Astronomers announced on Friday that they had discovered the closest known black hole, almost but not quite in time for Halloween. It’s a big deal, a yawning void ten times the size of the sun, orbiting as far away from its own star as the Earth does from ours.
But don’t worry: this black hole is 1,600 light-years away in the constellation Ophiuchus, while the next closest known black hole is about 3,000 light-years away in the constellation Monoceros. Aside from its proximity, what distinguishes this new black hole from the 20 or so others already identified in our Milky Way galaxy is that it isn’t doing anything — neither drawing the nearby star to its doom nor gravitationally consuming everything nearby. Instead, the black hole is dormant, a silent killer waiting for the space currents to feed it.
According to Einstein’s theory of general relativity, black holes are objects so dense that not even light can escape them. This makes them the most fascinating and violent phenomena in nature; when they feed, they can become the most brilliant objects in the universe, ripping and heating gas, dust, and even smaller stars to incandescence, spewing energy as they approach the gates of eternity.
Scientists aren’t sure where supermassive black holes, which are millions of billions of times more massive than the sun, come from. Smaller black holes are thought to form from massive stars that have collapsed after reaching the end of their thermonuclear lives. The Milky Way most likely contains millions of black holes. They are typically identified by the X-rays they emit as they strip gas from their companions in double-star systems.
But what about dormant holes, those that aren’t coughing up fire right now? For four years, Kareem El-Badry, an astrophysicist at the Harvard-Smithsonian Center for Astrophysics, has been looking for such hidden demons. He discovered this black hole by analysing data from the European Space Agency’s GAIA spacecraft, which has been tracking the positions, motions, and other properties of millions of stars in the Milky Way with extreme precision.
Dr. El-Badry and his colleagues discovered a star that was jittering strangely, as if under the gravitational influence of an invisible companion.
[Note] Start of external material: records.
//! # 错误模型模块
//!
//! ## 设计思路
//!
//! 使用单一错误枚举承载 logo 规范化链路中的所有错误来源，避免字符串拼接式错误处理。
//! 通过 `thiserror` 保持人类可读错误，同时让调用侧可按分支匹配。
//!
//! 调用侧约定：`Decode` / `Encode` 只终止当前这一次规范化，页面流程记录日志后
//! 继续以“无 logo”方式生成二维码。

/// 图片处理统一错误类型。
#[derive(Debug, thiserror::Error)]
pub enum ImageError {
    #[error("解码错误：{0}")]
    Decode(String),

    #[error("编码错误：{0}")]
    Encode(String),

    #[error("格式错误：{0}")]
    InvalidFormat(String),

    #[error("文件错误：{0}")]
    FileSystem(String),

    #[error("资源限制：{0}")]
    ResourceLimit(String),
}

impl ImageError {
    /// 稳定错误码，供 JSON 报告与日志检索使用。
    pub fn code(&self) -> &'static str {
        match self {
            Self::Decode(_) => "decode",
            Self::Encode(_) => "encode",
            Self::InvalidFormat(_) => "invalid_format",
            Self::FileSystem(_) => "file_system",
            Self::ResourceLimit(_) => "resource_limit",
        }
    }
}
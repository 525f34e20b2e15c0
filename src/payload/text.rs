use serde::{Deserialize, Serialize};

use super::validation::require_non_empty;
use super::{PayloadBuilder, PayloadKind, ValidationError};

/// 纯文本页面：内容为去除首尾空白后的原文。
#[derive(Debug, Clone, Default, PartialEq, Eq, Serialize, Deserialize)]
#[serde(default)]
pub struct TextForm {
    pub text: String,
}

impl PayloadBuilder for TextForm {
    fn kind(&self) -> PayloadKind {
        PayloadKind::Text
    }

    fn validate(&self) -> Result<(), ValidationError> {
        require_non_empty("text", &self.text, "文本不能为空")
    }

    fn build(&self) -> String {
        self.text.trim().to_string()
    }
}
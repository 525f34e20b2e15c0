use serde::{Deserialize, Serialize};

use super::encoding::encode_uri_component;
use super::validation::{is_email, require_non_empty};
use super::{PayloadBuilder, PayloadKind, ValidationError};

/// 邮件页面：`mailto:<address>?subject=<enc>&body=<enc>`。
#[derive(Debug, Clone, Default, PartialEq, Eq, Serialize, Deserialize)]
#[serde(default)]
pub struct EmailForm {
    pub address: String,
    pub subject: String,
    pub body: String,
}

impl PayloadBuilder for EmailForm {
    fn kind(&self) -> PayloadKind {
        PayloadKind::Email
    }

    fn validate(&self) -> Result<(), ValidationError> {
        let address = self.address.trim();
        require_non_empty("address", address, "邮箱地址不能为空")?;
        if !is_email(address) {
            return Err(ValidationError::new("address", "请输入有效的邮箱地址"));
        }
        Ok(())
    }

    fn build(&self) -> String {
        let subject = self.subject.trim();
        let body = self.body.trim();

        let mut params = Vec::with_capacity(2);
        if !subject.is_empty() {
            params.push(format!("subject={}", encode_uri_component(subject)));
        }
        if !body.is_empty() {
            params.push(format!("body={}", encode_uri_component(body)));
        }

        let query = if params.is_empty() {
            String::new()
        } else {
            format!("?{}", params.join("&"))
        };

        format!("mailto:{}{}", self.address.trim(), query)
    }
}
To conduct additional research, the researchers rented the Gemini North telescope on Mauna Kea in Hawaii, which could measure the speed and period of the wobble and thus determine the relative masses of the objects involved. The method is similar to how astronomers analyse star wobbles to detect the presence of orbiting exoplanets — except this time the quarry was much larger.
Their findings and subsequent calculations supported the existence of a black hole of 10 solar masses surrounded by a star similar to our own. Gaia BH1 is the name they gave it.
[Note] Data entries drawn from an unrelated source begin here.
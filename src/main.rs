//! # 二维码生成平台 — 命令行入口
//!
//! 本文件仅负责参数解析、日志初始化与会话组装。
//! 业务逻辑分布在各子模块中，详见 `lib.rs` 架构文档。

use std::path::PathBuf;
use std::process::ExitCode;
use std::sync::Arc;
use std::time::Duration;

use clap::{Parser, Subcommand};
use serde::Serialize;

use qr_platform::error::AppError;
use qr_platform::image_handler::{ImageConfig, ImageHandler, ImagePerformanceProfile, ImageSource};
use qr_platform::payload::{EmailForm, PayloadBuilder, PayloadKind, TextForm, UrlForm, VcardForm, WhatsappForm};
use qr_platform::qr::{ExportFormat, FilePreview, HexColor, RasterRenderer, StyleDelta, StyleMode, TerminalPreview};
use qr_platform::session::{GenerationOutcome, PageProfile, PageSession};
use qr_platform::settings::{self, AppSettings};
use qr_platform::share::ClipboardShareSheet;
use qr_platform::storage::SavedFile;

/// 生成带样式、可嵌入 logo 的二维码
#[derive(Parser, Debug)]
#[command(author, version, about, long_about = None)]
struct Cli {
    /// 设置文件路径（默认 ./qr-platform.json）
    #[arg(long, global = true, value_name = "FILE")]
    settings: Option<PathBuf>,

    /// 样式：basic / colored
    #[arg(long, global = true)]
    style: Option<StyleMode>,

    /// 主色（#rrggbb）
    #[arg(long, global = true)]
    primary: Option<HexColor>,

    /// 渐变终点色（#rrggbb），仅 colored 生效
    #[arg(long, global = true)]
    secondary: Option<HexColor>,

    /// logo 图片路径
    #[arg(long, global = true, value_name = "FILE")]
    logo: Option<PathBuf>,

    /// logo 的 Data URL 或纯 Base64 内容，与 --logo 二选一
    #[arg(long, global = true, value_name = "DATA", conflicts_with = "logo")]
    logo_data: Option<String>,

    /// 二维码边长（像素），覆盖页面默认值
    #[arg(long, global = true)]
    size: Option<u32>,

    /// 输出目录
    #[arg(long, global = true, value_name = "DIR")]
    output_dir: Option<String>,

    /// 导出格式：png / jpeg / svg
    #[arg(long, global = true, default_value = "png")]
    format: ExportFormat,

    /// 文件名（扩展名会被替换）
    #[arg(long, global = true)]
    name: Option<String>,

    /// 生成后分享（写入系统剪贴板）
    #[arg(long, global = true)]
    share: bool,

    /// 在终端中预览
    #[arg(long, global = true)]
    preview: bool,

    /// 额外写出一份 PNG 预览文件
    #[arg(long, global = true, value_name = "FILE")]
    preview_file: Option<PathBuf>,

    /// 覆盖占位延迟（毫秒）
    #[arg(long, global = true, value_name = "MS")]
    delay_ms: Option<u64>,

    /// logo 处理档位：quality / balanced / speed
    #[arg(long, global = true)]
    profile: Option<String>,

    /// 以 JSON 输出结果
    #[arg(long, global = true)]
    json: bool,

    #[command(subcommand)]
    page: Page,
}

#[derive(Subcommand, Debug)]
enum Page {
    /// 邮件：mailto 链接
    Email {
        #[arg(long)]
        to: String,
        #[arg(long, default_value = "")]
        subject: String,
        #[arg(long, default_value = "")]
        body: String,
    },
    /// 纯文本
    Text { text: String },
    /// 网址（需以 http:// 或 https:// 开头）
    Url { url: String },
    /// 首页即时生成网址二维码
    Instant { url: String },
    /// 联系人名片（vCard 3.0）
    Vcard {
        #[arg(long, default_value = "")]
        name: String,
        #[arg(long, default_value = "+91")]
        code: String,
        #[arg(long, default_value = "")]
        phone: String,
        #[arg(long, default_value = "")]
        email: String,
        #[arg(long, default_value = "")]
        org: String,
    },
    /// WhatsApp 聊天链接
    Whatsapp {
        #[arg(long, default_value = "+91")]
        code: String,
        #[arg(long)]
        number: String,
        #[arg(long, default_value = "")]
        message: String,
    },
}

impl Page {
    fn into_builder(self) -> Box<dyn PayloadBuilder> {
        match self {
            Page::Email { to, subject, body } => Box::new(EmailForm {
                address: to,
                subject,
                body,
            }),
            Page::Text { text } => Box::new(TextForm { text }),
            Page::Url { url } => Box::new(UrlForm::new(url)),
            Page::Instant { url } => Box::new(UrlForm::instant(url)),
            Page::Vcard {
                name,
                code,
                phone,
                email,
                org,
            } => Box::new(VcardForm {
                name,
                country_code: code,
                phone,
                email,
                organization: org,
            }),
            Page::Whatsapp { code, number, message } => Box::new(WhatsappForm {
                country_code: code,
                number,
                message,
            }),
        }
    }
}

#[derive(Debug, Serialize)]
struct Report {
    outcome: GenerationOutcome,
    saved: SavedFile,
    shared: bool,
    notice: Option<String>,
}

fn build_profile(kind: PayloadKind, size: Option<u32>, delay_ms: Option<u64>, settings: &AppSettings) -> PageProfile {
    let mut profile = PageProfile::for_kind(kind, settings);
    if let Some(size) = size {
        profile.size = size;
    }
    if let Some(delay_ms) = delay_ms {
        profile = profile.with_delay(Duration::from_millis(delay_ms));
    }
    profile
}

fn build_image_handler(profile: Option<&str>, settings: &AppSettings) -> Result<ImageHandler, AppError> {
    let handler = ImageHandler::new(ImageConfig::default());
    let profile = match profile {
        Some(raw) => ImagePerformanceProfile::parse(raw)?,
        None => settings.performance_profile(),
    };
    handler.set_performance_profile(profile)?;
    Ok(handler)
}

async fn run(cli: Cli) -> Result<Report, AppError> {
    let settings_path = cli.settings.unwrap_or_else(settings::default_settings_path);
    let app_settings = settings::load_settings_from_path(&settings_path);

    let style = app_settings.style_choice().merge(&StyleDelta {
        mode: cli.style,
        primary: cli.primary,
        secondary: cli.secondary,
    });
    let logo = match (cli.logo, cli.logo_data) {
        (Some(path), _) => Some(ImageSource::FilePath(path.to_string_lossy().to_string())),
        (None, Some(data)) => Some(ImageSource::Base64(data)),
        (None, None) => None,
    };
    let output_dir = cli.output_dir.or_else(|| app_settings.output_dir.clone());

    let images = build_image_handler(cli.profile.as_deref(), &app_settings)?;
    let builder = cli.page.into_builder();
    let profile = build_profile(builder.kind(), cli.size, cli.delay_ms, &app_settings);

    let session = PageSession::new(profile, Arc::new(RasterRenderer::new()), images).with_output_dir(output_dir);
    let outcome = session.generate(builder.as_ref(), style, logo).await?;

    if cli.preview {
        session.preview(&mut TerminalPreview::new(std::io::stdout()))?;
    }
    if let Some(path) = cli.preview_file {
        session.preview(&mut FilePreview::new(path))?;
    }

    let saved = session.download(cli.format, cli.name.as_deref())?;

    let (shared, notice) = if cli.share {
        match session.share(&ClipboardShareSheet::new(app_settings.share_retry)) {
            Ok(()) => (true, None),
            Err(e) if e.is_informational() => {
                log::warn!("ℹ️ {}", e);
                (false, Some(e.to_string()))
            }
            Err(e) => return Err(e),
        }
    } else {
        (false, None)
    };

    Ok(Report {
        outcome,
        saved,
        shared,
        notice,
    })
}

fn print_report(report: &Report, json: bool) -> Result<(), AppError> {
    if json {
        let content = serde_json::to_string_pretty(report)
            .map_err(|e| AppError::Settings(format!("序列化报告失败: {}", e)))?;
        println!("{}", content);
        return Ok(());
    }

    println!("内容: {}", report.outcome.content);
    println!("已保存: {} ({} 字节)", report.saved.path, report.saved.size);
    if let Some(reason) = report.outcome.logo_error.as_ref() {
        println!("logo 未嵌入: {}", reason);
    }
    if report.shared {
        println!("已复制到剪贴板，可直接粘贴分享");
    }
    if let Some(notice) = report.notice.as_ref() {
        println!("{}", notice);
    }
    Ok(())
}

#[tokio::main]
async fn main() -> ExitCode {
    env_logger::Builder::from_env(env_logger::Env::default().default_filter_or("info")).init();

    let cli = Cli::parse();
    let json = cli.json;

    let result = run(cli).await.and_then(|report| print_report(&report, json));

    match result {
        Ok(()) => ExitCode::SUCCESS,
        Err(e) => {
            if json {
                let body = serde_json::json!({ "error": &e });
                println!("{}", body);
            } else {
                eprintln!("错误: {}", e);
            }
            match e {
                AppError::Validation(_) => ExitCode::from(2),
                _ => ExitCode::FAILURE,
            }
        }
    }
}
“Take the solar system, put a black hole where the sun is, and the sun where the Earth is, and you get this system,” Dr. El-Badry explained in a news release issued by the National Optical and Infrared Laboratory, which operates the Gemini North Telescope.
“This is the nearest known black hole by a factor of three,” he and his co-authors wrote in a paper published on Wednesday in the Monthly Notices of the Royal Astronomical Society. Astronomers said the new discovery called into question their assumed understanding of how such binary star systems evolved. This black hole’s progenitor must have been a star with a mass of about 20 solar masses. According to current theories, the star’s death and subsequent black hole formation would have involved a supernova explosion and other processes that would have severely disrupted the system’s other, smaller star. So, why does the other star seem so ordinary?
“It raises many questions about how this binary system was formed, as well as how many of these dormant black holes there are out there,” Dr. El-Badry said in a news release.